#### [Exercise]
Return every line from the records below with the string "Duration".

#### [Data section]
- - - - - - -
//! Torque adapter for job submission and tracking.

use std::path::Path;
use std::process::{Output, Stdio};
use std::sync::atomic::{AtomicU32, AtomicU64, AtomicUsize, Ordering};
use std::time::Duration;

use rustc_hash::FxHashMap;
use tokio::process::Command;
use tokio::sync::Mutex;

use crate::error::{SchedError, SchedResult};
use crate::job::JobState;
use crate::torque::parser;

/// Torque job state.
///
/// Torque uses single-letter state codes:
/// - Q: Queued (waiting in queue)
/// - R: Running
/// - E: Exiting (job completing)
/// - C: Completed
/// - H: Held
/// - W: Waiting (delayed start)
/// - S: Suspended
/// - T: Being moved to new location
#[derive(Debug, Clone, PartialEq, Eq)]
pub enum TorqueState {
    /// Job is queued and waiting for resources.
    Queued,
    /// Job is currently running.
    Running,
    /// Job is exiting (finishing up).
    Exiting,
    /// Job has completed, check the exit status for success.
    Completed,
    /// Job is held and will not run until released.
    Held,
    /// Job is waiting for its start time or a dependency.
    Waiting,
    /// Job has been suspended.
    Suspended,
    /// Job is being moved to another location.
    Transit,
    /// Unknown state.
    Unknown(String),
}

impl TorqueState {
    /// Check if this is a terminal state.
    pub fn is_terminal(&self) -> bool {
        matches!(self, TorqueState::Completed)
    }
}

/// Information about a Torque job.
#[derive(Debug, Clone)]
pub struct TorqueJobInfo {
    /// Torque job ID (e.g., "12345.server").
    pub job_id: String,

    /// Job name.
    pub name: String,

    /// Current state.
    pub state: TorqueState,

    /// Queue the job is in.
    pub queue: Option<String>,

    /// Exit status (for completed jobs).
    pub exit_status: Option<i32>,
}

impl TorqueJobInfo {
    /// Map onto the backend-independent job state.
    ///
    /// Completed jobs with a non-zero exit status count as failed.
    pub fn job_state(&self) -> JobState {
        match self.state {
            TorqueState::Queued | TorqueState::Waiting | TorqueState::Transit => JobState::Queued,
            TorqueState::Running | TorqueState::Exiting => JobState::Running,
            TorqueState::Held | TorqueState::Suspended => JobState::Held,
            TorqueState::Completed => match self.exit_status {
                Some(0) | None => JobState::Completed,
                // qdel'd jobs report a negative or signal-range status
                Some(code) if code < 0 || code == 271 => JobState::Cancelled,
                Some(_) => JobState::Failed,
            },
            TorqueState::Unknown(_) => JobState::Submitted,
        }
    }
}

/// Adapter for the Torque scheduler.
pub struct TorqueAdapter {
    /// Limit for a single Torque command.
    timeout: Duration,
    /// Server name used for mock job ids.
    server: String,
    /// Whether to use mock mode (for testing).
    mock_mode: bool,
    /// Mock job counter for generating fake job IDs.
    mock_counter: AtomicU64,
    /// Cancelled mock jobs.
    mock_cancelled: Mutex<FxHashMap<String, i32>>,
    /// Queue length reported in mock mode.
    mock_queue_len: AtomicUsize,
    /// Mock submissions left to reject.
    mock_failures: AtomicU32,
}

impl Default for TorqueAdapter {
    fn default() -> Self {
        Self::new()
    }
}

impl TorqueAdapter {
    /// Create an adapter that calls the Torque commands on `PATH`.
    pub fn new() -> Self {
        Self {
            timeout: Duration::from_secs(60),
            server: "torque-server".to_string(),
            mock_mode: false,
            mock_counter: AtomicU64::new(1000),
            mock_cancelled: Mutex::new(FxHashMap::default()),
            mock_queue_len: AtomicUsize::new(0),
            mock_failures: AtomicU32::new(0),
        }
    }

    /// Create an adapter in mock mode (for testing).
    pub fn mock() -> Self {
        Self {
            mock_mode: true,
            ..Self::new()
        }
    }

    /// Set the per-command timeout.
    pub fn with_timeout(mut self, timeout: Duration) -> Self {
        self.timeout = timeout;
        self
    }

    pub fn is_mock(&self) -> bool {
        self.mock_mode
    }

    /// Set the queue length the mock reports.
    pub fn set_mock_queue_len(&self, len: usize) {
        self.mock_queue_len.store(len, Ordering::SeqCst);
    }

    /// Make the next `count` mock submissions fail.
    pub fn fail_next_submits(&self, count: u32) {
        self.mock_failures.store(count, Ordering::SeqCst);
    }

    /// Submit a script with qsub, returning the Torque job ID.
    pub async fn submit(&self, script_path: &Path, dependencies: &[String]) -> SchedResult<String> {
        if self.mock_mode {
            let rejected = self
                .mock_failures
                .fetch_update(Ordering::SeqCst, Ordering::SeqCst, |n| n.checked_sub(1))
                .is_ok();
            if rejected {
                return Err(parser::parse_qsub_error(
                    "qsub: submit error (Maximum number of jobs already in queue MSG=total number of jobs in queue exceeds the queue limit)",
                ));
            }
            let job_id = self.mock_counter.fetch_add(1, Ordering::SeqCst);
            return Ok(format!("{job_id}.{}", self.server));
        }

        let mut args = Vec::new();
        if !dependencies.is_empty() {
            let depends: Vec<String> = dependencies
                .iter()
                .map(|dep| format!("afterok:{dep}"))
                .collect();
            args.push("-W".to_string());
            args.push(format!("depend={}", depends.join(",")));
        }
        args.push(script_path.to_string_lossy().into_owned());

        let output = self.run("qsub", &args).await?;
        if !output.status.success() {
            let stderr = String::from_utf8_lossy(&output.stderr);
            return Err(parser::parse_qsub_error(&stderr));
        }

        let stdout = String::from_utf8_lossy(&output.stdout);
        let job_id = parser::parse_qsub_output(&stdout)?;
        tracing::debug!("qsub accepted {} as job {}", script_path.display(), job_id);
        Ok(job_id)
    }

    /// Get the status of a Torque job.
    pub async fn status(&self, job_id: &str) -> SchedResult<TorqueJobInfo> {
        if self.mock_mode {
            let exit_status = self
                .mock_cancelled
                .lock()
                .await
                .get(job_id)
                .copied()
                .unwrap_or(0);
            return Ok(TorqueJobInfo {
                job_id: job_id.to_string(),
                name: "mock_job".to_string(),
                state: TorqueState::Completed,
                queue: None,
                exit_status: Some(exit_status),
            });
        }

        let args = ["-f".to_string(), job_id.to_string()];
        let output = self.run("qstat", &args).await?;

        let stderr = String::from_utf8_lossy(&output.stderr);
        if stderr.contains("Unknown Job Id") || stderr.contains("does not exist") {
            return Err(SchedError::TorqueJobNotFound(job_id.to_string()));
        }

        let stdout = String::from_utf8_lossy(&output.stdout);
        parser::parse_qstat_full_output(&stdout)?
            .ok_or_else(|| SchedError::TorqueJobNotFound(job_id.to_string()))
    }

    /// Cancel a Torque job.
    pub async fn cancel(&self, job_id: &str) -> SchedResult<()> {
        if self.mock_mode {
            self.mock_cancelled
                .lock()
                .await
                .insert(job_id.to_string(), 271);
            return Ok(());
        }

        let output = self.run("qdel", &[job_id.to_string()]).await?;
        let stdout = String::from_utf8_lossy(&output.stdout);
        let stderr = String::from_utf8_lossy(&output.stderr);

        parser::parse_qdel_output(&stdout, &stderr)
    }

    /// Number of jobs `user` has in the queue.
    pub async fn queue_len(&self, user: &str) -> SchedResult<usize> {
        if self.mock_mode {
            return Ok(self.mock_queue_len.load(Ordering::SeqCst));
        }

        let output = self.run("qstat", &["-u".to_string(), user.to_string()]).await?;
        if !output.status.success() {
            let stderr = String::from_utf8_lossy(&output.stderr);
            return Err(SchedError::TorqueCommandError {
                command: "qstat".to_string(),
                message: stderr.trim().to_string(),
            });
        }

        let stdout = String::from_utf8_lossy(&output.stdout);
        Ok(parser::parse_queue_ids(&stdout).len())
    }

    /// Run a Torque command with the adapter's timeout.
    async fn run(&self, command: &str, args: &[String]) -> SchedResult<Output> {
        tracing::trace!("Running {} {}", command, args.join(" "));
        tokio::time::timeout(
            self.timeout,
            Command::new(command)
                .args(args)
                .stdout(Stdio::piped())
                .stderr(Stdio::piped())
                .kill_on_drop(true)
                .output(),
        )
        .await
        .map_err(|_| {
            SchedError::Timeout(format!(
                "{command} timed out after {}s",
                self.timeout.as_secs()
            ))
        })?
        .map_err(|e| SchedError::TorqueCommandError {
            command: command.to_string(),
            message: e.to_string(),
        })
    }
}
- - - - - - -
#### [Response to this exercise]
use std::time::Duration;
    timeout: Duration,
            timeout: Duration::from_secs(60),
    pub fn with_timeout(mut self, timeout: Duration) -> Self {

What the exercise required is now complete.